▸ **To do**:
Please restate the data exactly, from the first line to the last.

▸ **Excerpted data**:
■ ■ ■ ■ ■ ■ ■
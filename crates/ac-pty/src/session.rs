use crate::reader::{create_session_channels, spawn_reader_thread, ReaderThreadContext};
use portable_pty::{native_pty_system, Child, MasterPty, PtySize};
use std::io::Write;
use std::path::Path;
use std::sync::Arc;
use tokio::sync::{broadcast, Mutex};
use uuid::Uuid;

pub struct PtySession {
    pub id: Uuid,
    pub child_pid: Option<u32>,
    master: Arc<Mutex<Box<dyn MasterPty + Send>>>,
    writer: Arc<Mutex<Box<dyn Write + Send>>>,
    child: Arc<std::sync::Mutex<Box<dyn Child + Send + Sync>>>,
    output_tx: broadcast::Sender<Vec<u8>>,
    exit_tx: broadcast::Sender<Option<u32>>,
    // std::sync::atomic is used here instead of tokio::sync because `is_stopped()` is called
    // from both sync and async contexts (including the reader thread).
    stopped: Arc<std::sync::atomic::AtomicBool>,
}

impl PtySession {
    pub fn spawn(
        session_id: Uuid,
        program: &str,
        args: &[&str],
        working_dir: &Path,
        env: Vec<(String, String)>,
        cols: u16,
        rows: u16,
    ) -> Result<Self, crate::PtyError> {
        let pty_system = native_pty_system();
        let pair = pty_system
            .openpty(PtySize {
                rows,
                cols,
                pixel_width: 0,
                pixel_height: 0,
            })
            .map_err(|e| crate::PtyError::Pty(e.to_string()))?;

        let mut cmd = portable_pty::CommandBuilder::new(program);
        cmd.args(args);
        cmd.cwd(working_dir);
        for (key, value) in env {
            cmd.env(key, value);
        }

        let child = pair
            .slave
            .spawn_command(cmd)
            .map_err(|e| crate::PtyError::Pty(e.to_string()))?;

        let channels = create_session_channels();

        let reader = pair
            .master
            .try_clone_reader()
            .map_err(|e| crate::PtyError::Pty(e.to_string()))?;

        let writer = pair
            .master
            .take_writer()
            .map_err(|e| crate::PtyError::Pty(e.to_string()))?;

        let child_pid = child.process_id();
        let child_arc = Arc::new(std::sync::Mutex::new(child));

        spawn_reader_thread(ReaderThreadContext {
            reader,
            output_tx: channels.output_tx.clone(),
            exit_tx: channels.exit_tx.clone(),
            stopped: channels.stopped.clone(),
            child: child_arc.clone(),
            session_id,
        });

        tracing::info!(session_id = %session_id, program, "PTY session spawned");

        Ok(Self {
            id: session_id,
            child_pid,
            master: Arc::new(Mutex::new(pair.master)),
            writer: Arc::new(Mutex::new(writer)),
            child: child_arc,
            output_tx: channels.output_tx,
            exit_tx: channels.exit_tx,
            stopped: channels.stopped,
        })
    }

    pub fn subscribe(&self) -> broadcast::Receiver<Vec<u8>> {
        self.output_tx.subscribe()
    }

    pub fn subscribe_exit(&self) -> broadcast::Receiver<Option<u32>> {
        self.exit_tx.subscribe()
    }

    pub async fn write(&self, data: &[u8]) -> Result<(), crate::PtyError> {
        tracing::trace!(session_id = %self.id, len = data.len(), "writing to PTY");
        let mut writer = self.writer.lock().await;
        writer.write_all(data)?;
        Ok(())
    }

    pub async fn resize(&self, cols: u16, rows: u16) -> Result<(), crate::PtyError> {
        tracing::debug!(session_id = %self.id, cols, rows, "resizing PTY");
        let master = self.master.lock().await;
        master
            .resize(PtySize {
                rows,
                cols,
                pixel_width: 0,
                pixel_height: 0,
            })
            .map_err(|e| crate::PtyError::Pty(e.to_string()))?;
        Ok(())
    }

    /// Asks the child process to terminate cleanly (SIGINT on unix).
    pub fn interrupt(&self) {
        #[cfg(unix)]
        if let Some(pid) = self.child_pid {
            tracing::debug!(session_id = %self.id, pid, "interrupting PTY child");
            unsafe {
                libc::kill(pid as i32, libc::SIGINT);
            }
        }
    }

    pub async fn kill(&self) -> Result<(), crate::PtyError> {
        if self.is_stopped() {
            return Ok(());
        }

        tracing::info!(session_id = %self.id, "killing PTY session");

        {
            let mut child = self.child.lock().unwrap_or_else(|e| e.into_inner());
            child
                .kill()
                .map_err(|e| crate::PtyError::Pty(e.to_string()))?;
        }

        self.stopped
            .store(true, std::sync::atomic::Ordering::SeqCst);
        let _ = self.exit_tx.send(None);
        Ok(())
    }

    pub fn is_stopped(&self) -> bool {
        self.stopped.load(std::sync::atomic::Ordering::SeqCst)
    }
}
■ ■ ■ ■ ■ ■ ■
▸ **Solution to the exercise**:
filename crates/ac-pty/src/session.rs
use crate::reader::{create_session_channels, spawn_reader_thread, ReaderThreadContext};
use portable_pty::{native_pty_system, Child, MasterPty, PtySize};
use std::io::Write;
use std::path::Path;
use std::sync::Arc;
use tokio::sync::{broadcast, Mutex};
use uuid::Uuid;

pub struct PtySession {
    pub id: Uuid,
    pub child_pid: Option<u32>,
    master: Arc<Mutex<Box<dyn MasterPty + Send>>>,
    writer: Arc<Mutex<Box<dyn Write + Send>>>,
    child: Arc<std::sync::Mutex<Box<dyn Child + Send + Sync>>>,
    output_tx: broadcast::Sender<Vec<u8>>,
    exit_tx: broadcast::Sender<Option<u32>>,
    // std::sync::atomic is used here instead of tokio::sync because `is_stopped()` is called
    // from both sync and async contexts (including the reader thread).
    stopped: Arc<std::sync::atomic::AtomicBool>,
}

impl PtySession {
    pub fn spawn(
        session_id: Uuid,
        program: &str,
        args: &[&str],
        working_dir: &Path,
        env: Vec<(String, String)>,
        cols: u16,
        rows: u16,
    ) -> Result<Self, crate::PtyError> {
        let pty_system = native_pty_system();
        let pair = pty_system
            .openpty(PtySize {
                rows,
                cols,
                pixel_width: 0,
                pixel_height: 0,
            })
            .map_err(|e| crate::PtyError::Pty(e.to_string()))?;

        let mut cmd = portable_pty::CommandBuilder::new(program);
        cmd.args(args);
        cmd.cwd(working_dir);
        for (key, value) in env {
            cmd.env(key, value);
        }

        let child = pair
            .slave
            .spawn_command(cmd)
            .map_err(|e| crate::PtyError::Pty(e.to_string()))?;

        let channels = create_session_channels();

        let reader = pair
            .master
            .try_clone_reader()
            .map_err(|e| crate::PtyError::Pty(e.to_string()))?;

        let writer = pair
            .master
            .take_writer()
            .map_err(|e| crate::PtyError::Pty(e.to_string()))?;

        let child_pid = child.process_id();
        let child_arc = Arc::new(std::sync::Mutex::new(child));

        spawn_reader_thread(ReaderThreadContext {
            reader,
            output_tx: channels.output_tx.clone(),
            exit_tx: channels.exit_tx.clone(),
            stopped: channels.stopped.clone(),
            child: child_arc.clone(),
            session_id,
        });

        tracing::info!(session_id = %session_id, program, "PTY session spawned");

        Ok(Self {
            id: session_id,
            child_pid,
            master: Arc::new(Mutex::new(pair.master)),
            writer: Arc::new(Mutex::new(writer)),
            child: child_arc,
            output_tx: channels.output_tx,
            exit_tx: channels.exit_tx,
            stopped: channels.stopped,
        })
    }

    pub fn subscribe(&self) -> broadcast::Receiver<Vec<u8>> {
        self.output_tx.subscribe()
    }

    pub fn subscribe_exit(&self) -> broadcast::Receiver<Option<u32>> {
        self.exit_tx.subscribe()
    }

    pub async fn write(&self, data: &[u8]) -> Result<(), crate::PtyError> {
        tracing::trace!(session_id = %self.id, len = data.len(), "writing to PTY");
        let mut writer = self.writer.lock().await;
        writer.write_all(data)?;
        Ok(())
    }

    pub async fn resize(&self, cols: u16, rows: u16) -> Result<(), crate::PtyError> {
        tracing::debug!(session_id = %self.id, cols, rows, "resizing PTY");
        let master = self.master.lock().await;
        master
            .resize(PtySize {
                rows,
                cols,
                pixel_width: 0,
                pixel_height: 0,
            })
            .map_err(|e| crate::PtyError::Pty(e.to_string()))?;
        Ok(())
    }

    /// Asks the child process to terminate cleanly (SIGINT on unix).
    pub fn interrupt(&self) {
        #[cfg(unix)]
        if let Some(pid) = self.child_pid {
            tracing::debug!(session_id = %self.id, pid, "interrupting PTY child");
            unsafe {
                libc::kill(pid as i32, libc::SIGINT);
            }
        }
    }

    pub async fn kill(&self) -> Result<(), crate::PtyError> {
        if self.is_stopped() {
            return Ok(());
        }

        tracing::info!(session_id = %self.id, "killing PTY session");

        {
            let mut child = self.child.lock().unwrap_or_else(|e| e.into_inner());
            child
                .kill()
                .map_err(|e| crate::PtyError::Pty(e.to_string()))?;
        }

        self.stopped
            .store(true, std::sync::atomic::Ordering::SeqCst);
        let _ = self.exit_tx.send(None);
        Ok(())
    }

    pub fn is_stopped(&self) -> bool {
        self.stopped.load(std::sync::atomic::Ordering::SeqCst)
    }
}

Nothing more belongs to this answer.